EXERCISE AIM
Print out the complete set of records below, exactly as they read.

(Beginning of RECORDS TO USE)

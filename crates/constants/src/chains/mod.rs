/// Ethereum mainnet constants: payment tokens, price feeds, and fixture
/// collections.
pub mod mainnet;

/// Sepolia testnet constants.
pub mod sepolia;

/// Local development node constants.
pub mod local;
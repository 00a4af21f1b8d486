//! Tests against a live mainnet fork. Each test returns early when no fork
//! can be spawned.

use alloy::{
    network::TransactionBuilder,
    primitives::{keccak256, Address, U256},
    providers::Provider,
    rpc::types::TransactionRequest,
};
use nftmarket_bindings::IERC721;
use nftmarket_constants::mainnet::{DAI, DOODLES, DOODLES_COLLECTION, WETH};
use nftmarket_fork::{get_token_info, hydrate_collection, TopUp, DEFAULT_GAS_TOP_UP};
use nftmarket_test_utils::{
    fork::TestNode,
    init_tracing,
    users::{DEFAULT_ACCOUNT, EMPTY_ACCOUNT, SECOND_ACCOUNT},
};

const ONE_ETHER: U256 = U256::from_limbs([1_000_000_000_000_000_000, 0, 0, 0]);

/// An address nobody holds the key to, with nothing on mainnet.
fn fresh_address(label: &str) -> Address {
    Address::from_word(keccak256(label))
}

#[tokio::test]
async fn supply_gas_funds_once() {
    init_tracing();
    let Some(fork) = TestNode::mainnet_fork() else { return };
    let chain = fork.chain();
    let fresh = fresh_address("supply_gas_funds_once");

    let first = chain.supply_gas(fresh).await.unwrap();
    assert!(matches!(first, TopUp::Funded { funder, .. } if funder == DEFAULT_ACCOUNT));
    assert_eq!(fork.provider().get_balance(fresh).await.unwrap(), DEFAULT_GAS_TOP_UP);

    let second = chain.supply_gas(fresh).await.unwrap();
    assert_eq!(second, TopUp::NotNeeded { balance: DEFAULT_GAS_TOP_UP });
    assert_eq!(fork.provider().get_balance(fresh).await.unwrap(), DEFAULT_GAS_TOP_UP);
}

#[tokio::test]
async fn token_info_is_stable() {
    init_tracing();
    let Some(fork) = TestNode::mainnet_fork() else { return };

    let first = get_token_info(fork.chain(), EMPTY_ACCOUNT).await.unwrap();
    let second = get_token_info(fork.chain(), EMPTY_ACCOUNT).await.unwrap();

    assert!(first.is_hydrated());
    assert_eq!(first, second);
}

#[tokio::test]
async fn hydrated_owner_can_transfer() {
    init_tracing();
    let Some(fork) = TestNode::mainnet_fork() else { return };
    let chain = fork.chain();

    // Funding a contract owner may revert, so pick a fixture held by an EOA.
    let fixtures = hydrate_collection(chain, EMPTY_ACCOUNT, &DOODLES_COLLECTION).await.unwrap();
    let mut held = None;
    for fixture in fixtures {
        let owner = fixture.owner.unwrap();
        if fork.provider().get_code_at(owner).await.unwrap().is_empty() {
            held = Some((fixture.id, owner));
            break;
        }
    }
    let Some((token_id, owner)) = held else {
        eprintln!("skipping: every fixture is held by a contract");
        return;
    };

    let holder = chain.impersonate(owner).await.unwrap();
    let receipt = holder.transfer_nft(DOODLES.address(), SECOND_ACCOUNT, token_id).await.unwrap();

    let transfer = receipt
        .inner
        .logs()
        .iter()
        .filter(|log| log.address() == DOODLES.address())
        .find_map(|log| log.log_decode::<IERC721::Transfer>().ok())
        .unwrap();
    assert_eq!(transfer.inner.previous_owner(), owner);
    assert_eq!(transfer.inner.new_owner(), SECOND_ACCOUNT);
    assert_eq!(transfer.inner.token_id(), token_id);

    assert_eq!(holder.nft_owner(DOODLES.address(), token_id).await.unwrap(), SECOND_ACCOUNT);
    holder.release().await.unwrap();
}

#[tokio::test]
async fn approve_allowance_is_visible() {
    init_tracing();
    let Some(fork) = TestNode::mainnet_fork() else { return };
    let owner = fresh_address("approve_allowance_is_visible");
    let owner = fork.chain().impersonate(owner).await.unwrap();
    let amount = U256::from(1_000);

    owner.approve_allowance(DAI, SECOND_ACCOUNT, amount).await.unwrap();
    assert_eq!(owner.erc20_allowance(DAI, SECOND_ACCOUNT).await.unwrap(), amount);
}

#[tokio::test]
async fn supplied_tokens_reach_target() {
    init_tracing();
    let Some(fork) = TestNode::mainnet_fork() else { return };
    let provider = fork.provider();

    // Wrap some ether so the default account holds WETH.
    let wrap = TransactionRequest::default()
        .with_from(DEFAULT_ACCOUNT)
        .with_to(WETH)
        .with_value(ONE_ETHER);
    provider.send_transaction(wrap).await.unwrap().get_receipt().await.unwrap();

    let funder = fork.chain().impersonate(DEFAULT_ACCOUNT).await.unwrap();
    let before = funder.erc20_balance(WETH, EMPTY_ACCOUNT).await.unwrap();

    let amount = ONE_ETHER / U256::from(4);
    funder.supply_token(WETH, EMPTY_ACCOUNT, amount).await.unwrap();

    assert_eq!(funder.erc20_balance(WETH, EMPTY_ACCOUNT).await.unwrap(), before + amount);
}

(End of RECORDS TO USE)

SOLUTION FOR THIS TASK
filename crates/constants/src/chains/mod.rs
/// Ethereum mainnet constants: payment tokens, price feeds, and fixture
/// collections.
pub mod mainnet;

/// Sepolia testnet constants.
pub mod sepolia;

/// Local development node constants.
pub mod local;
repository 00a4af21f1b8d486
//! Tests against a live mainnet fork. Each test returns early when no fork
//! can be spawned.

use alloy::{
    network::TransactionBuilder,
    primitives::{keccak256, Address, U256},
    providers::Provider,
    rpc::types::TransactionRequest,
};
use nftmarket_bindings::IERC721;
use nftmarket_constants::mainnet::{DAI, DOODLES, DOODLES_COLLECTION, WETH};
use nftmarket_fork::{get_token_info, hydrate_collection, TopUp, DEFAULT_GAS_TOP_UP};
use nftmarket_test_utils::{
    fork::TestNode,
    init_tracing,
    users::{DEFAULT_ACCOUNT, EMPTY_ACCOUNT, SECOND_ACCOUNT},
};

const ONE_ETHER: U256 = U256::from_limbs([1_000_000_000_000_000_000, 0, 0, 0]);

/// An address nobody holds the key to, with nothing on mainnet.
fn fresh_address(label: &str) -> Address {
    Address::from_word(keccak256(label))
}

#[tokio::test]
async fn supply_gas_funds_once() {
    init_tracing();
    let Some(fork) = TestNode::mainnet_fork() else { return };
    let chain = fork.chain();
    let fresh = fresh_address("supply_gas_funds_once");

    let first = chain.supply_gas(fresh).await.unwrap();
    assert!(matches!(first, TopUp::Funded { funder, .. } if funder == DEFAULT_ACCOUNT));
    assert_eq!(fork.provider().get_balance(fresh).await.unwrap(), DEFAULT_GAS_TOP_UP);

    let second = chain.supply_gas(fresh).await.unwrap();
    assert_eq!(second, TopUp::NotNeeded { balance: DEFAULT_GAS_TOP_UP });
    assert_eq!(fork.provider().get_balance(fresh).await.unwrap(), DEFAULT_GAS_TOP_UP);
}

#[tokio::test]
async fn token_info_is_stable() {
    init_tracing();
    let Some(fork) = TestNode::mainnet_fork() else { return };

    let first = get_token_info(fork.chain(), EMPTY_ACCOUNT).await.unwrap();
    let second = get_token_info(fork.chain(), EMPTY_ACCOUNT).await.unwrap();

    assert!(first.is_hydrated());
    assert_eq!(first, second);
}

#[tokio::test]
async fn hydrated_owner_can_transfer() {
    init_tracing();
    let Some(fork) = TestNode::mainnet_fork() else { return };
    let chain = fork.chain();

    // Funding a contract owner may revert, so pick a fixture held by an EOA.
    let fixtures = hydrate_collection(chain, EMPTY_ACCOUNT, &DOODLES_COLLECTION).await.unwrap();
    let mut held = None;
    for fixture in fixtures {
        let owner = fixture.owner.unwrap();
        if fork.provider().get_code_at(owner).await.unwrap().is_empty() {
            held = Some((fixture.id, owner));
            break;
        }
    }
    let Some((token_id, owner)) = held else {
        eprintln!("skipping: every fixture is held by a contract");
        return;
    };

    let holder = chain.impersonate(owner).await.unwrap();
    let receipt = holder.transfer_nft(DOODLES.address(), SECOND_ACCOUNT, token_id).await.unwrap();

    let transfer = receipt
        .inner
        .logs()
        .iter()
        .filter(|log| log.address() == DOODLES.address())
        .find_map(|log| log.log_decode::<IERC721::Transfer>().ok())
        .unwrap();
    assert_eq!(transfer.inner.previous_owner(), owner);
    assert_eq!(transfer.inner.new_owner(), SECOND_ACCOUNT);
    assert_eq!(transfer.inner.token_id(), token_id);

    assert_eq!(holder.nft_owner(DOODLES.address(), token_id).await.unwrap(), SECOND_ACCOUNT);
    holder.release().await.unwrap();
}

#[tokio::test]
async fn approve_allowance_is_visible() {
    init_tracing();
    let Some(fork) = TestNode::mainnet_fork() else { return };
    let owner = fresh_address("approve_allowance_is_visible");
    let owner = fork.chain().impersonate(owner).await.unwrap();
    let amount = U256::from(1_000);

    owner.approve_allowance(DAI, SECOND_ACCOUNT, amount).await.unwrap();
    assert_eq!(owner.erc20_allowance(DAI, SECOND_ACCOUNT).await.unwrap(), amount);
}

#[tokio::test]
async fn supplied_tokens_reach_target() {
    init_tracing();
    let Some(fork) = TestNode::mainnet_fork() else { return };
    let provider = fork.provider();

    // Wrap some ether so the default account holds WETH.
    let wrap = TransactionRequest::default()
        .with_from(DEFAULT_ACCOUNT)
        .with_to(WETH)
        .with_value(ONE_ETHER);
    provider.send_transaction(wrap).await.unwrap().get_receipt().await.unwrap();

    let funder = fork.chain().impersonate(DEFAULT_ACCOUNT).await.unwrap();
    let before = funder.erc20_balance(WETH, EMPTY_ACCOUNT).await.unwrap();

    let amount = ONE_ETHER / U256::from(4);
    funder.supply_token(WETH, EMPTY_ACCOUNT, amount).await.unwrap();

    assert_eq!(funder.erc20_balance(WETH, EMPTY_ACCOUNT).await.unwrap(), before + amount);
}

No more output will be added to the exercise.